Oil demand could start to drop to $ 150 a barrel, warns Cenovus CEO

Attendees at the Global Energy Show explore the Calgary Trade Fair on June 7th. Jeff McIntosh / The Canadian Press

Cenovus Energy Inc’s CVE-T chief Alex Pourbaix is ​​sure to expect oil to not reach $ 200 a barrel.

He believes that the fact that current prices are around $ 120 a barrel is bad enough for Canada’s energy sector. And if that comes close to $ 150, he says there is a very good chance of a steady decline in demand.

Oil prices have been at record highs for months, driven by a combination of rising demand as countries cut back on pandemic restrictions and the Russian invasion of Ukraine, which has reduced production of a important world actor. Prices rose again this week, when the EU agreed to ban Russian oil. Markets are also worried that a supply crisis will only get worse as China, a major oil importer, loosens its own anti-virus measures.

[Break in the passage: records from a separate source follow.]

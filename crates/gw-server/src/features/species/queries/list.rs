use gw_common::types::GeneIdentifier;
use serde::{Deserialize, Serialize};

use crate::error::ServiceResult;
use crate::store::{SpeciesFilter, SpeciesRecord, SpeciesStore};

#[derive(Debug, Clone, Default, Serialize, Deserialize)]
pub struct ListSpeciesQuery {
    pub taxonomy_id: Option<i32>,
    pub reference_gene_id_type: Option<GeneIdentifier>,
}

pub async fn handle<S: SpeciesStore + ?Sized>(store: &S, query: ListSpeciesQuery) -> ServiceResult<Vec<SpeciesRecord>> {
    let filter = SpeciesFilter {
        taxonomy_id: query.taxonomy_id,
        reference_gene_id_type: query.reference_gene_id_type,
    };
    Ok(store.list_species(&filter).await?)
}

#[cfg(test)]
mod tests {
    use super::*;
    use gw_common::types::Species;
    use crate::store::memory::MemoryStore;

    fn store() -> MemoryStore {
        MemoryStore::new()
            .with_species(Species::MusMusculus, 10090, Some(GeneIdentifier::Mgi))
            .with_species(Species::HomoSapiens, 9606, Some(GeneIdentifier::Hgnc))
    }

    #[tokio::test]
    async fn test_filters() {
        let all = handle(&store(), ListSpeciesQuery::default()).await.unwrap();
        assert_eq!(all.len(), 2);

        let human = handle(&store(), ListSpeciesQuery {
            taxonomy_id: Some(9606),
            ..ListSpeciesQuery::default()
        })
        .await
        .unwrap();
        assert_eq!(human[0].id, Species::HomoSapiens);

        let mgi = handle(&store(), ListSpeciesQuery {
            reference_gene_id_type: Some(GeneIdentifier::Mgi),
            ..ListSpeciesQuery::default()
        })
        .await
        .unwrap();
        assert_eq!(mgi.len(), 1);
        assert_eq!(mgi[0].common_name, "mouse");
    }
}
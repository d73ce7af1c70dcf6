//! Caller identity
//!
//! Tokens are verified by the gateway in front of this service, which
//! forwards the verified claims as `x-auth-sub`, `x-auth-email` and
//! `x-auth-name` headers. A request without `x-auth-sub` is anonymous.
//!
//! The claims are resolved to a GeneWeaver user with an idempotent upsert:
//!
//! | SSO id | email | outcome |
//! |---|---|---|
//! | known, same user | known | that user |
//! | known, other user | any | authentication error |
//! | unknown | known | SSO id linked to the email's user |
//! | unknown | unknown | new user, name defaults to the email |

use async_trait::async_trait;
use axum::extract::FromRequestParts;
use axum::http::{request::Parts, HeaderMap};
use thiserror::Error;

use crate::db::DbError;
use crate::error::ServiceError;
use crate::features::FeatureState;
use crate::store::{UserRecord, UserStore};

pub const SUBJECT_HEADER: &str = "x-auth-sub";
pub const EMAIL_HEADER: &str = "x-auth-email";
pub const NAME_HEADER: &str = "x-auth-name";

#[derive(Error, Debug)]
pub enum AuthError {
    #[error("Identity headers are incomplete: {0}")]
    IncompleteIdentity(&'static str),

    #[error("SSO identity is already bound to a different account")]
    AuthenticationMismatch,

    #[error(transparent)]
    Store(#[from] DbError),
}

impl From<AuthError> for ServiceError {
    fn from(err: AuthError) -> Self {
        match err {
            AuthError::Store(e) => ServiceError::Database(e),
            other => ServiceError::Authentication(other.to_string()),
        }
    }
}

/// Verified claims forwarded by the gateway.
#[derive(Debug, Clone, PartialEq, Eq)]
pub struct CallerIdentity {
    pub sso_id: String,
    pub email: String,
    pub name: Option<String>,
}

fn header_value(headers: &HeaderMap, name: &str) -> Option<String> {
    headers
        .get(name)
        .and_then(|v| v.to_str().ok())
        .map(str::trim)
        .filter(|v| !v.is_empty())
        .map(str::to_string)
}

impl CallerIdentity {
    /// `Ok(None)` for anonymous requests.
    pub fn from_headers(headers: &HeaderMap) -> Result<Option<Self>, AuthError> {
        let sso_id = header_value(headers, SUBJECT_HEADER);
        let email = header_value(headers, EMAIL_HEADER);

        match (sso_id, email) {
            (None, None) => Ok(None),
            (Some(_), None) => Err(AuthError::IncompleteIdentity("missing email")),
            (None, Some(_)) => Err(AuthError::IncompleteIdentity("missing subject")),
            (Some(sso_id), Some(email)) => Ok(Some(Self {
                sso_id,
                email,
                name: header_value(headers, NAME_HEADER),
            })),
        }
    }
}

#[tracing::instrument(skip(store, identity), fields(sso_id = %identity.sso_id))]
pub async fn resolve_user<S: UserStore + ?Sized>(store: &S, identity: &CallerIdentity) -> Result<UserRecord, AuthError> {
    if let Some(user) = store
        .user_by_sso_id_and_email(&identity.sso_id, &identity.email)
        .await?
    {
        return Ok(user);
    }

    if store.sso_id_exists(&identity.sso_id).await? {
        tracing::warn!("SSO id presented with an email it is not bound to");
        return Err(AuthError::AuthenticationMismatch);
    }

    if let Some(user) = store.user_by_email(&identity.email).await? {
        store.link_sso_id(user.id, &identity.sso_id).await?;
        tracing::info!(user_id = user.id, "Linked SSO id to existing user");
        return Ok(user);
    }

    let name = identity.name.as_deref().unwrap_or(&identity.email);
    let user = store
        .create_sso_user(name, &identity.email, &identity.sso_id)
        .await?;
    Ok(user)
}

/// The caller, if the request carries an identity.
#[derive(Debug, Clone)]
pub struct OptionalCaller(pub Option<UserRecord>);

/// An identified caller; anonymous requests are rejected with 403.
#[derive(Debug, Clone)]
pub struct Caller(pub UserRecord);

#[async_trait]
impl FromRequestParts<FeatureState> for OptionalCaller {
    type Rejection = ServiceError;

    async fn from_request_parts(parts: &mut Parts, state: &FeatureState) -> Result<Self, Self::Rejection> {
        let Some(identity) = CallerIdentity::from_headers(&parts.headers)? else {
            return Ok(Self(None));
        };
        let user = resolve_user(state.store.as_ref(), &identity).await?;
        Ok(Self(Some(user)))
    }
}

#[async_trait]
impl FromRequestParts<FeatureState> for Caller {
    type Rejection = ServiceError;

    async fn from_request_parts(parts: &mut Parts, state: &FeatureState) -> Result<Self, Self::Rejection> {
        match OptionalCaller::from_request_parts(parts, state).await? {
            OptionalCaller(Some(user)) => Ok(Self(user)),
            OptionalCaller(None) => Err(ServiceError::AccessForbidden),
        }
    }
}
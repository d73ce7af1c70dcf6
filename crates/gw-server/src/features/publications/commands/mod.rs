pub mod add_pubmed;

pub use add_pubmed::{AddPubmedError, AddPubmedResponse};
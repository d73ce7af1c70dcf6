//! HTTP middleware: CORS and request tracing

use axum::http::{header, HeaderName, Method};
use std::time::Duration;
use tower_http::{
    classify::{ServerErrorsAsFailures, SharedClassifier},
    cors::{Any, CorsLayer},
    trace::{DefaultMakeSpan, DefaultOnResponse, TraceLayer},
};
use tracing::Level;

use crate::auth::{EMAIL_HEADER, NAME_HEADER, SUBJECT_HEADER};
use crate::config::CorsConfig;

/// Create CORS layer from configuration
pub fn cors_layer(config: &CorsConfig) -> CorsLayer {
    let cors = CorsLayer::new()
        .allow_methods([Method::GET, Method::POST, Method::PUT, Method::DELETE, Method::OPTIONS])
        .allow_headers([
            header::ACCEPT,
            header::ACCEPT_LANGUAGE,
            header::CONTENT_LANGUAGE,
            header::CONTENT_TYPE,
            header::AUTHORIZATION,
            HeaderName::from_static(SUBJECT_HEADER),
            HeaderName::from_static(EMAIL_HEADER),
            HeaderName::from_static(NAME_HEADER),
        ])
        .max_age(Duration::from_secs(3600));

    // Credentials cannot be combined with a wildcard origin
    if config.allowed_origins.is_empty() || config.allowed_origins.iter().any(|o| o == "*") {
        return cors.allow_origin(Any);
    }

    let origins: Vec<_> = config
        .allowed_origins
        .iter()
        .filter_map(|origin| origin.parse().ok())
        .collect();

    cors.allow_origin(origins)
        .allow_credentials(config.allow_credentials)
}

/// Create tracing/logging layer
pub fn tracing_layer() -> TraceLayer<SharedClassifier<ServerErrorsAsFailures>> {
    TraceLayer::new_for_http()
        .make_span_with(DefaultMakeSpan::new().level(Level::INFO))
        .on_response(
            DefaultOnResponse::new()
                .level(Level::INFO)
                .latency_unit(tower_http::LatencyUnit::Micros),
        )
}

#[cfg(test)]
mod tests {
    use super::*;

    #[test]
    fn test_cors_layer_with_specific_origins() {
        let config = CorsConfig {
            allowed_origins: vec![
                "http://localhost:3000".to_string(),
                "https://geneweaver.org".to_string(),
            ],
            allow_credentials: true,
        };

        let _layer = cors_layer(&config);
    }

    #[test]
    fn test_cors_layer_wildcard_ignores_credentials() {
        let config = CorsConfig {
            allowed_origins: vec!["*".to_string()],
            allow_credentials: true,
        };

        let _layer = cors_layer(&config);
    }
}
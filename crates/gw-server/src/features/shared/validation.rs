//! Shared validation utilities

use thiserror::Error;

/// Upper bound on identifiers accepted by one mapping request
pub const MAX_SOURCE_IDS: usize = 10_000;

#[derive(Debug, Error, Clone, PartialEq, Eq)]
pub enum SourceIdsValidationError {
    #[error("source_ids must contain at least one identifier")]
    Empty,

    #[error("source_ids may contain at most {max} identifiers")]
    TooMany { max: usize },

    #[error("source_ids must not contain blank identifiers")]
    Blank,
}

#[derive(Debug, Error, Clone, PartialEq, Eq)]
pub enum SearchTextValidationError {
    #[error("search_text is required")]
    Required,

    #[error("search_text must be at most {max_length} characters")]
    TooLong { max_length: usize },
}

/// Gene identifiers of a mapping request: non-empty, bounded, no blanks.
pub fn validate_source_ids(ids: &[String]) -> Result<(), SourceIdsValidationError> {
    if ids.is_empty() {
        return Err(SourceIdsValidationError::Empty);
    }
    if ids.len() > MAX_SOURCE_IDS {
        return Err(SourceIdsValidationError::TooMany { max: MAX_SOURCE_IDS });
    }
    if ids.iter().any(|id| id.trim().is_empty()) {
        return Err(SourceIdsValidationError::Blank);
    }
    Ok(())
}

pub fn validate_search_text(text: &str, max_length: usize) -> Result<(), SearchTextValidationError> {
    let trimmed = text.trim();
    if trimmed.is_empty() {
        return Err(SearchTextValidationError::Required);
    }
    if trimmed.chars().count() > max_length {
        return Err(SearchTextValidationError::TooLong { max_length });
    }
    Ok(())
}

/// PubMed ids are decimal digits.
pub fn validate_pubmed_id(pubmed_id: &str) -> Result<(), &'static str> {
    if pubmed_id.is_empty() || !pubmed_id.chars().all(|c| c.is_ascii_digit()) {
        return Err("PubMed id must be a non-empty string of digits");
    }
    Ok(())
}
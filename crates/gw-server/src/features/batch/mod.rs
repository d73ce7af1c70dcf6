//! Batch geneset uploads
//!
//! `POST /batch` parses an uploaded batch file for an identified caller
//! and returns the genesets read from it. `POST /batch/validate` parses
//! without identity and returns summaries only. Both answer with the
//! parser's user and system messages; a file with bad lines is still a
//! successful request.

pub mod commands;
pub mod routes;

pub use commands::{BatchError, BatchGenesetSummary, BatchResponse, ProcessBatchCommand};
pub use routes::batch_routes;
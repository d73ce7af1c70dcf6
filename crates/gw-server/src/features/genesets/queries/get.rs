use gw_common::types::GeneIdentifier;
use serde::{Deserialize, Serialize};

use crate::error::{ServiceError, ServiceResult};
use crate::features::genesets::access::readable_geneset;
use crate::features::genesets::values::resolve_values;
use crate::store::{GeneStore, Geneset, GenesetStore, GenesetValue, Publication, PublicationStore, UserRecord};

/// Query string of `GET /genesets/:id`.
#[derive(Debug, Clone, Default, Serialize, Deserialize)]
pub struct GetGenesetQuery {
    pub gene_id_type: Option<GeneIdentifier>,
    pub in_threshold: Option<bool>,
}

/// Query string of `GET /genesets/:id/metadata`.
#[derive(Debug, Clone, Default, Serialize, Deserialize)]
pub struct MetadataQuery {
    #[serde(default)]
    pub include_pub_info: bool,
}

#[derive(Debug, Clone, Serialize)]
pub struct GenesetDetail {
    pub geneset: Geneset,
    #[serde(skip_serializing_if = "Option::is_none")]
    pub gene_identifier_type: Option<GeneIdentifier>,
    pub geneset_values: Vec<GenesetValue>,
}

#[tracing::instrument(skip(store, user, query), fields(user_id = user.id))]
pub async fn handle<S>(
    store: &S,
    user: &UserRecord,
    geneset_id: i64,
    query: GetGenesetQuery,
) -> ServiceResult<GenesetDetail>
where
    S: GeneStore + GenesetStore + ?Sized,
{
    let mut geneset = readable_geneset(store, geneset_id, user).await?;
    let geneset_values = resolve_values(store, &geneset, query.gene_id_type, query.in_threshold).await?;
    geneset.publication = None;

    Ok(GenesetDetail {
        geneset,
        gene_identifier_type: query.gene_id_type,
        geneset_values,
    })
}

/// Geneset record without values.
pub async fn handle_metadata<S: GenesetStore + ?Sized>(
    store: &S,
    user: &UserRecord,
    geneset_id: i64,
    query: MetadataQuery,
) -> ServiceResult<Geneset> {
    let mut geneset = readable_geneset(store, geneset_id, user).await?;
    if !query.include_pub_info {
        geneset.publication = None;
    }
    Ok(geneset)
}

pub async fn handle_publication<S>(store: &S, user: &UserRecord, geneset_id: i64) -> ServiceResult<Publication>
where
    S: GenesetStore + PublicationStore + ?Sized,
{
    let geneset = readable_geneset(store, geneset_id, user).await?;
    let publication_id = geneset.publication_id.ok_or_else(|| {
        ServiceError::RecordNotFound(format!("Geneset '{}' has no publication", geneset_id))
    })?;

    store
        .publication_by_id(publication_id)
        .await?
        .ok_or_else(|| ServiceError::not_found("Publication", publication_id))
}
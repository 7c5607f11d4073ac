/*
    This module parses grammar programs

    The parser is a recursive descent over the tokens of the scanner. It
    never builds nodes itself, every recognized rule is handed to the
    matching function in `actions`.
*/

pub mod actions;
pub mod lexer;

use std::collections::VecDeque;
use std::path::{Path, PathBuf};

use log::{debug, error};
use thiserror::Error;

use crate::ast::{
    BinaryOperator, GrammarDefinition, Id, LanguageExpression, LanguageKind, Production,
    ProductionRhsRule, ProductionSet, Sentence, Symbol, SymbolSet, UnaryOperator,
};
use crate::compiler::CompilerState;
use crate::error_handling::*;
use lexer::{Scanner, Token, TokenKind};

#[derive(Debug, Error, PartialEq)]
pub enum SyntaxErrorType {
    #[error("Expected {expected}, found `{found}`")]
    UnexpectedToken { expected: &'static str, found: String },
    #[error("Expected {expected}, found the end of the input")]
    UnexpectedEndOfInput { expected: &'static str },
    // The scanner couldn't make sense of some characters
    #[error("Unknown lexeme `{0}`")]
    UnknownLexeme(String),
    // A right-hand side holds at most two symbols
    #[error("Too many symbols on the right-hand side, found `{0}` after two")]
    TooManyRhsSymbols(String),
    // Symbol sets and production sets can't be joined with each other
    #[error("Cannot join a symbol set with a production set")]
    MixedSetUnion,
    // Parentheses and unary operators nested past `MAX_NESTING_DEPTH`
    #[error("Language expression nested deeper than {0} levels")]
    NestingTooDeep(usize),
}

impl ErrorType for SyntaxErrorType {}

pub type SyntaxError = Error<SyntaxErrorType>;

type Result<T> = std::result::Result<T, SyntaxError>;

// Bounds the recursion of the expression parser, and with it the recursion
// of rendering the tree afterwards
pub const MAX_NESTING_DEPTH: usize = 256;

#[derive(Debug, Clone, Copy, PartialEq, Eq)]
pub enum SyntacticAnalysisStatus {
    Accept,
    Reject,
}

struct Parser<'s> {
    scanner: Scanner<'s>,
    // Tokens read from the scanner but not consumed yet
    lookahead: VecDeque<Token>,
    file: PathBuf,
    // Open parentheses and unary operators around the current expression
    depth: usize,
}

impl<'s> Parser<'s> {
    fn new(scanner: Scanner<'s>, file: &Path) -> Self {
        Parser {
            scanner,
            lookahead: VecDeque::new(),
            file: file.to_path_buf(),
            depth: 0,
        }
    }

    fn peek(&mut self, n: usize) -> Option<TokenKind> {
        while self.lookahead.len() <= n {
            let token = self.scanner.next()?;
            self.lookahead.push_back(token);
        }
        self.lookahead.get(n).map(|token| token.kind)
    }

    fn next_token(&mut self) -> Option<Token> {
        self.peek(0)?;
        self.lookahead.pop_front()
    }

    // Consumes the next token if it is of the given kind
    fn accept(&mut self, kind: TokenKind) -> bool {
        if self.peek(0) == Some(kind) {
            self.lookahead.pop_front();
            return true;
        }
        false
    }

    fn error(&self, line: usize, error: SyntaxErrorType) -> SyntaxError {
        SyntaxError::new(self.file.clone(), line, error)
    }

    fn unexpected(&self, token: Token, expected: &'static str) -> SyntaxError {
        let error = match token.kind {
            TokenKind::Unknown => SyntaxErrorType::UnknownLexeme(token.lexeme),
            _ => SyntaxErrorType::UnexpectedToken {
                expected,
                found: token.lexeme,
            },
        };
        self.error(token.line, error)
    }

    fn end_of_input(&self, expected: &'static str) -> SyntaxError {
        self.error(self.scanner.line(), SyntaxErrorType::UnexpectedEndOfInput { expected })
    }

    fn expect(&mut self, kind: TokenKind, expected: &'static str) -> Result<Token> {
        match self.next_token() {
            Some(token) if token.kind == kind => Ok(token),
            Some(token) => Err(self.unexpected(token, expected)),
            None => Err(self.end_of_input(expected)),
        }
    }

    fn id(&mut self) -> Result<Id> {
        let token = self.expect(TokenKind::Id, "an identifier")?;
        Ok(Id::from(token.lexeme))
    }

    fn symbol(&mut self) -> Result<Symbol> {
        let token = self.expect(TokenKind::Symbol, "a symbol")?;
        Ok(Symbol::from(token.lexeme))
    }

    fn program(&mut self, state: &mut CompilerState) -> Result<()> {
        let mut sentences = actions::sentence_array_new(self.sentence()?);
        while self.peek(0).is_some() {
            sentences = actions::sentence_array_push(sentences, self.sentence()?);
        }

        // The scanner is exhausted here, so this is the context the input
        // ended in
        actions::program(state, sentences, self.scanner.context());
        Ok(())
    }

    fn sentence(&mut self) -> Result<Sentence> {
        let sentence = match self.peek(0) {
            None => return Err(self.end_of_input("a sentence")),
            Some(TokenKind::Grammar) => {
                self.next_token();
                actions::grammar_definition_sentence(self.grammar_definition()?)
            }
            Some(_) => {
                let id = self.id()?;
                self.expect(TokenKind::Equals, "`=`")?;
                self.binding(id)?
            }
        };

        self.expect(TokenKind::Semicolon, "`;`")?;
        Ok(sentence)
    }

    fn grammar_definition(&mut self) -> Result<GrammarDefinition> {
        let grammar = self.id()?;
        self.expect(TokenKind::Equals, "`=`")?;
        self.expect(TokenKind::OpenParenthesis, "`(`")?;
        let terminals = self.id()?;
        self.expect(TokenKind::Comma, "`,`")?;
        let non_terminals = self.id()?;
        self.expect(TokenKind::Comma, "`,`")?;
        let productions = self.id()?;
        self.expect(TokenKind::Comma, "`,`")?;
        let initial_symbol = self.id()?;
        self.expect(TokenKind::CloseParenthesis, "`)`")?;

        Ok(actions::grammar_definition(
            grammar,
            terminals,
            non_terminals,
            productions,
            initial_symbol,
        ))
    }

    // `{ S -> ...` starts a production set, any other `{` a symbol set
    fn production_set_ahead(&mut self) -> bool {
        self.peek(0) == Some(TokenKind::OpenBrace)
            && self.peek(1) == Some(TokenKind::Symbol)
            && self.peek(2) == Some(TokenKind::Arrow)
    }

    fn binding(&mut self, id: Id) -> Result<Sentence> {
        if self.production_set_ahead() {
            let productions = self.production_sets()?;
            let binding = actions::production_set_binding(id, productions);
            return Ok(actions::production_set_binding_sentence(binding));
        }

        if self.peek(0) == Some(TokenKind::OpenBrace) {
            let symbols = self.symbol_sets()?;
            let binding = actions::symbol_set_binding(id, symbols);
            return Ok(actions::symbol_set_binding_sentence(binding));
        }

        let expression = self.language_expression()?;
        Ok(actions::language_binding_sentence(actions::language_binding(id, expression)))
    }

    fn symbol_sets(&mut self) -> Result<SymbolSet> {
        let mut symbols = self.symbol_set()?;
        while let Some(line) = self.accept_pipe() {
            if self.production_set_ahead() {
                return Err(self.error(line, SyntaxErrorType::MixedSetUnion));
            }
            symbols = actions::symbol_set_union(symbols, self.symbol_set()?);
        }
        Ok(symbols)
    }

    fn production_sets(&mut self) -> Result<ProductionSet> {
        let mut productions = self.production_set()?;
        while let Some(line) = self.accept_pipe() {
            if self.peek(0) == Some(TokenKind::OpenBrace) && !self.production_set_ahead() {
                return Err(self.error(line, SyntaxErrorType::MixedSetUnion));
            }
            productions = actions::production_set_union(productions, self.production_set()?);
        }
        Ok(productions)
    }

    // Line of the consumed `|`, if there was one
    fn accept_pipe(&mut self) -> Option<usize> {
        if self.peek(0) == Some(TokenKind::Pipe) {
            return self.lookahead.pop_front().map(|token| token.line);
        }
        None
    }

    fn symbol_set(&mut self) -> Result<SymbolSet> {
        self.expect(TokenKind::OpenBrace, "`{`")?;
        let mut symbols = actions::symbol_set_new(self.symbol()?);
        while self.accept(TokenKind::Comma) {
            // Trailing comma
            if self.accept(TokenKind::CloseBrace) {
                return Ok(symbols);
            }
            symbols = actions::symbol_set_add(symbols, self.symbol()?);
        }
        self.expect(TokenKind::CloseBrace, "`,` or `}`")?;
        Ok(symbols)
    }

    fn production_set(&mut self) -> Result<ProductionSet> {
        self.expect(TokenKind::OpenBrace, "`{`")?;
        let mut productions = actions::production_set_new(self.production()?);
        while self.accept(TokenKind::Comma) {
            if self.accept(TokenKind::CloseBrace) {
                return Ok(productions);
            }
            productions = actions::production_set_add(productions, self.production()?);
        }
        self.expect(TokenKind::CloseBrace, "`,` or `}`")?;
        Ok(productions)
    }

    fn production(&mut self) -> Result<Production> {
        let lhs = self.symbol()?;
        self.expect(TokenKind::Arrow, "`->`")?;

        let mut rules = actions::rhs_rule_set_new(self.rhs_rule()?);
        while self.accept(TokenKind::Pipe) {
            rules = actions::rhs_rule_set_add(rules, self.rhs_rule()?);
        }
        Ok(actions::production(lhs, rules))
    }

    fn rhs_rule(&mut self) -> Result<ProductionRhsRule> {
        let token = match self.next_token() {
            Some(token) => token,
            None => return Err(self.end_of_input("a symbol or `λ`")),
        };

        match token.kind {
            TokenKind::Lambda => Ok(actions::rhs_rule_lambda()),
            TokenKind::Symbol => {
                let first = Symbol::from(token.lexeme);
                if self.peek(0) != Some(TokenKind::Symbol) {
                    return Ok(actions::rhs_rule_symbol(first));
                }

                let second = self.symbol()?;
                if self.peek(0) == Some(TokenKind::Symbol) {
                    if let Some(extra) = self.next_token() {
                        let error = SyntaxErrorType::TooManyRhsSymbols(extra.lexeme);
                        return Err(self.error(extra.line, error));
                    }
                }
                Ok(actions::rhs_rule_symbol_symbol(first, second))
            }
            _ => Err(self.unexpected(token, "a symbol or `λ`")),
        }
    }

    fn language_expression(&mut self) -> Result<LanguageExpression> {
        let mut left = self.term()?;
        loop {
            let operator = match self.peek(0) {
                Some(TokenKind::Pipe) => BinaryOperator::Union,
                Some(TokenKind::Minus) => BinaryOperator::Minus,
                _ => return Ok(left),
            };
            self.next_token();
            let right = self.term()?;
            left = actions::binary_language_expression(left, right, operator);
        }
    }

    fn term(&mut self) -> Result<LanguageExpression> {
        let mut left = self.factor()?;
        while self.accept(TokenKind::Ampersand) {
            let right = self.factor()?;
            left = actions::binary_language_expression(left, right, BinaryOperator::Intersect);
        }
        Ok(left)
    }

    fn factor(&mut self) -> Result<LanguageExpression> {
        let mut left = self.unary()?;
        while self.accept(TokenKind::Dot) {
            let right = self.unary()?;
            left = actions::binary_language_expression(left, right, BinaryOperator::Concat);
        }
        Ok(left)
    }

    // Runs `parse` one nesting level deeper, `line` being where the level opens
    fn nested<T>(&mut self, line: usize, parse: impl FnOnce(&mut Self) -> Result<T>) -> Result<T> {
        if self.depth >= MAX_NESTING_DEPTH {
            return Err(self.error(line, SyntaxErrorType::NestingTooDeep(MAX_NESTING_DEPTH)));
        }

        self.depth += 1;
        let result = parse(self);
        self.depth -= 1;
        result
    }

    fn unary(&mut self) -> Result<LanguageExpression> {
        let operator = match self.peek(0) {
            Some(TokenKind::Tilde) => UnaryOperator::Complement,
            Some(TokenKind::Caret) => UnaryOperator::Reverse,
            _ => return self.primary(),
        };
        let line = match self.next_token() {
            Some(token) => token.line,
            None => self.scanner.line(),
        };
        let operand = self.nested(line, Self::unary)?;
        Ok(actions::unary_language_expression(operand, operator))
    }

    fn primary(&mut self) -> Result<LanguageExpression> {
        let token = match self.next_token() {
            Some(token) => token,
            None => return Err(self.end_of_input("a language")),
        };

        match token.kind {
            // `L(g)`, a plain `L` is a language named L
            TokenKind::Id
                if token.lexeme == "L" && self.peek(0) == Some(TokenKind::OpenParenthesis) =>
            {
                self.next_token();
                let grammar = self.id()?;
                self.expect(TokenKind::CloseParenthesis, "`)`")?;
                let language = actions::language(grammar, LanguageKind::Grammar);
                Ok(actions::simple_language_expression(language))
            }
            TokenKind::Id => {
                let language = actions::language(Id::from(token.lexeme), LanguageKind::Language);
                Ok(actions::simple_language_expression(language))
            }
            TokenKind::OpenParenthesis => {
                let expression = self.nested(token.line, Self::language_expression)?;
                self.expect(TokenKind::CloseParenthesis, "`)`")?;
                Ok(expression)
            }
            _ => Err(self.unexpected(token, "a language")),
        }
    }
}

/// Parses the whole token stream, leaving the program in `state`. Accepts
/// only when the input parsed and the semantic actions reported success.
pub fn parse(state: &mut CompilerState, scanner: Scanner, file: &Path) -> SyntacticAnalysisStatus {
    debug!("Parsing...");
    let mut parser = Parser::new(scanner, file);
    let result = parser.program(state);
    debug!("Parsing is done.");

    match result {
        Ok(()) if state.succeed => SyntacticAnalysisStatus::Accept,
        Ok(()) => SyntacticAnalysisStatus::Reject,
        Err(error) => {
            error!("{}", error);
            SyntacticAnalysisStatus::Reject
        }
    }
}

Cenovus will restart the West White Rose offshore oil project in Newfoundland

Mr. Pourbaix made his remarks at the Calgary Global Energy Show on Tuesday, the day after Goldman Sachs raised its price forecast for Brent oil (a global benchmark) by $ 10 to $ 135 a barrel during the first half. next year. .

The challenge with oil and gas is that there is no switch that immediately adds five or six million barrels to fill a supply gap to help reduce prices.

“It takes tens or hundreds of billions of dollars to make these investments, so I’m a little worried because it will take the industry a while to respond to that,” Mr. Pourbaix.

The Organization of the Petroleum Exporting Countries and its allies, known as OPEC +, agreed on Thursday to increase production by 648,000 barrels per day (bpd) in July and August instead of 432,000 bpd as previously agreed. But that did little to bring down prices.

“Experts tell me that as oil approaches $ 150 a barrel, you’re going to start to see some destruction of demand,” Mr. Pourbaix.

“I think that usually comes across as people who take fewer vacations, people who drive less and take that kind of personal choice.”

And, although Mr. Pourbaix easily admits that he does not know what levels of consumption will be over the next 50 years, he believes that the decarbonisation targets of the Canadian oil sector put him in a good position to supply the market as the world demands cleaner energy.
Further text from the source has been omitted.